* DESCRIPTION OF THE TASK: Each line of the records below that includes "LayoutSession" adds one to the count; state the final count by itself.

* GIVEN RECORDS:

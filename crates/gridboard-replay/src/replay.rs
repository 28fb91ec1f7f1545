use std::fmt::Write as _;
use std::io::{BufRead, BufReader, Write};
use std::path::{Path, PathBuf};

use clap::Args;
use gridboard_layout::{
    DragEffect, EngineConfig, EventOutcome, EventReport, LayoutSession, SessionEvent,
    SessionSnapshot, WidgetCatalog,
};
use serde::Serialize;

use crate::error::{ReplayError, Result};

#[derive(Debug, Clone, Args)]
pub struct RunArgs {
    /// JSONL trace, one event per line.
    #[arg(long)]
    pub events: PathBuf,

    /// Engine configuration (`.toml` or `.json`).
    #[arg(long)]
    pub config: Option<PathBuf>,

    /// Widget catalog as JSON; the standard catalog when omitted.
    #[arg(long)]
    pub catalog: Option<PathBuf>,

    /// Emit JSON lines instead of text.
    #[arg(long)]
    pub json: bool,

    /// Exit with status 2 when any event failed.
    #[arg(long)]
    pub strict: bool,
}

/// Result of replaying a whole trace.
#[derive(Debug, Clone, Serialize)]
pub struct ReplaySummary {
    pub reports: Vec<EventReport>,
    pub failures: usize,
    pub snapshot: SessionSnapshot,
}

fn ensure_exists(path: &Path) -> Result<()> {
    if path.exists() {
        Ok(())
    } else {
        Err(ReplayError::MissingPath {
            path: path.to_path_buf(),
        })
    }
}

pub fn load_config(path: Option<&Path>) -> Result<EngineConfig> {
    let Some(path) = path else {
        return Ok(EngineConfig::default());
    };
    ensure_exists(path)?;
    let config = match path.extension().and_then(|ext| ext.to_str()) {
        Some("json") => EngineConfig::from_json_file(path)?,
        Some("toml") | None => EngineConfig::from_toml_file(path)?,
        Some(other) => {
            return Err(ReplayError::invalid(format!(
                "unsupported config extension .{other} (expected .toml or .json)"
            )));
        }
    };
    Ok(config.validated()?)
}

pub fn load_catalog(path: Option<&Path>) -> Result<WidgetCatalog> {
    let Some(path) = path else {
        return Ok(WidgetCatalog::standard());
    };
    ensure_exists(path)?;
    let content = std::fs::read_to_string(path)?;
    Ok(serde_json::from_str(&content)?)
}

/// Parse a JSONL trace. Blank lines and `#` comments are skipped.
pub fn read_trace(reader: impl BufRead) -> Result<Vec<SessionEvent>> {
    let mut events = Vec::new();
    for (index, line) in reader.lines().enumerate() {
        let line = line?;
        let trimmed = line.trim();
        if trimmed.is_empty() || trimmed.starts_with('#') {
            continue;
        }
        let event = serde_json::from_str(trimmed).map_err(|e| ReplayError::TraceLine {
            line: index + 1,
            message: e.to_string(),
        })?;
        events.push(event);
    }
    Ok(events)
}

pub fn replay(
    config: EngineConfig,
    catalog: &WidgetCatalog,
    events: &[SessionEvent],
) -> Result<ReplaySummary> {
    let mut session = LayoutSession::new(config)?;
    let mut reports = Vec::with_capacity(events.len());
    let mut failures = 0;

    for event in events {
        let report = session.apply(event, catalog);
        if let EventOutcome::Failed { message, .. } = &report.outcome {
            failures += 1;
            tracing::debug!(seq = report.seq, %message, "event failed");
        }
        reports.push(report);
    }

    tracing::info!(events = reports.len(), failures, "trace replayed");
    Ok(ReplaySummary {
        reports,
        failures,
        snapshot: session.snapshot(),
    })
}

fn describe_outcome(outcome: &EventOutcome) -> String {
    match outcome {
        EventOutcome::Added { widget } => format!(
            "added {} {} ({}x{}) at ({}, {})",
            widget.id(),
            widget.kind(),
            widget.width(),
            widget.height(),
            widget.grid_x(),
            widget.grid_y()
        ),
        EventOutcome::Removed {
            widget,
            freed_cells,
        } => format!("removed {widget}, freed {} cells", freed_cells.len()),
        EventOutcome::Drag { transition } => match &transition.effect {
            DragEffect::Started { widget, anchor } => {
                format!("drag {widget} from ({}, {})", anchor.x, anchor.y)
            }
            DragEffect::HintUpdated { hint } => format!(
                "hint ({}, {}) {}",
                hint.grid_x,
                hint.grid_y,
                if hint.is_valid { "valid" } else { "blocked" }
            ),
            DragEffect::HintCleared => "hint cleared".to_string(),
            DragEffect::Tapped { widget, .. } => format!("tap on {widget}"),
            DragEffect::Committed { widget, to, .. } => {
                format!("moved {widget} to ({}, {})", to.x, to.y)
            }
            DragEffect::Bounced {
                widget,
                anchor,
                reason,
                ..
            } => format!(
                "bounced {widget} back to ({}, {}): {reason:?}",
                anchor.x, anchor.y
            ),
            DragEffect::Canceled { widget, reason, .. } => {
                format!("canceled drag of {widget} ({reason:?})")
            }
            DragEffect::Noop { reason } => format!("no-op ({reason:?})"),
        },
        EventOutcome::ResetPrompt { widget_count } => {
            format!("reset would remove {widget_count} widgets")
        }
        EventOutcome::Reset { removed } => format!("reset removed {removed} widgets"),
        EventOutcome::EditMode { enabled, canceled } => format!(
            "edit mode {}{}",
            if *enabled { "on" } else { "off" },
            if canceled.is_some() { ", drag canceled" } else { "" }
        ),
        EventOutcome::FeedbackExpired { expired } => {
            format!("feedback {}", if *expired { "expired" } else { "already gone" })
        }
        EventOutcome::Failed { message, .. } => format!("FAILED: {message}"),
    }
}

/// Board as text: widgets lettered in insertion order, `.` for free cells.
pub fn render_board(snapshot: &SessionSnapshot, columns: u16, rows: u16) -> String {
    let mut cells = vec!['.'; usize::from(columns) * usize::from(rows)];
    for (index, widget) in snapshot.widgets.iter().enumerate() {
        let letter = char::from(b'A' + (index % 26) as u8);
        for cell in widget.rect().cells() {
            if cell.x < columns && cell.y < rows {
                cells[usize::from(cell.y) * usize::from(columns) + usize::from(cell.x)] = letter;
            }
        }
    }
    let mut out = String::new();
    for row in cells.chunks(usize::from(columns.max(1))) {
        let line: Vec<String> = row.iter().map(char::to_string).collect();
        let _ = writeln!(out, "{}", line.join(" "));
    }
    out
}

pub fn write_text(summary: &ReplaySummary, config: &EngineConfig, out: &mut impl Write) -> Result<()> {
    for report in &summary.reports {
        writeln!(out, "#{:<4} {}", report.seq, describe_outcome(&report.outcome))?;
    }
    writeln!(out)?;
    write!(
        out,
        "{}",
        render_board(&summary.snapshot, config.grid.columns, config.grid.rows)
    )?;
    writeln!(
        out,
        "{} widgets, {} failed events",
        summary.snapshot.widgets.len(),
        summary.failures
    )?;
    Ok(())
}

pub fn write_json(summary: &ReplaySummary, out: &mut impl Write) -> Result<()> {
    for report in &summary.reports {
        serde_json::to_writer(&mut *out, report)?;
        writeln!(out)?;
    }
    serde_json::to_writer(
        &mut *out,
        &serde_json::json!({
            "failures": summary.failures,
            "snapshot": summary.snapshot,
        }),
    )?;
    writeln!(out)?;
    Ok(())
}

pub fn run_replay(args: RunArgs) -> Result<()> {
    let config = load_config(args.config.as_deref())?;
    let catalog = load_catalog(args.catalog.as_deref())?;
    ensure_exists(&args.events)?;
    let file = std::fs::File::open(&args.events)?;
    let events = read_trace(BufReader::new(file))?;
    tracing::debug!(path = %args.events.display(), events = events.len(), "trace loaded");

    let summary = replay(config, &catalog, &events)?;
    let stdout = std::io::stdout();
    let mut out = stdout.lock();
    if args.json {
        write_json(&summary, &mut out)?;
    } else {
        write_text(&summary, &config, &mut out)?;
    }

    if args.strict && summary.failures > 0 {
        return Err(ReplayError::exit(
            2,
            format!("{} of {} events failed", summary.failures, summary.reports.len()),
        ));
    }
    Ok(())
}

pub fn print_defaults(out: &mut impl Write) -> Result<()> {
    let text = EngineConfig::default().to_toml_string()?;
    write!(out, "{text}")?;
    Ok(())
}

* RESPONSE TO THE TASK: 2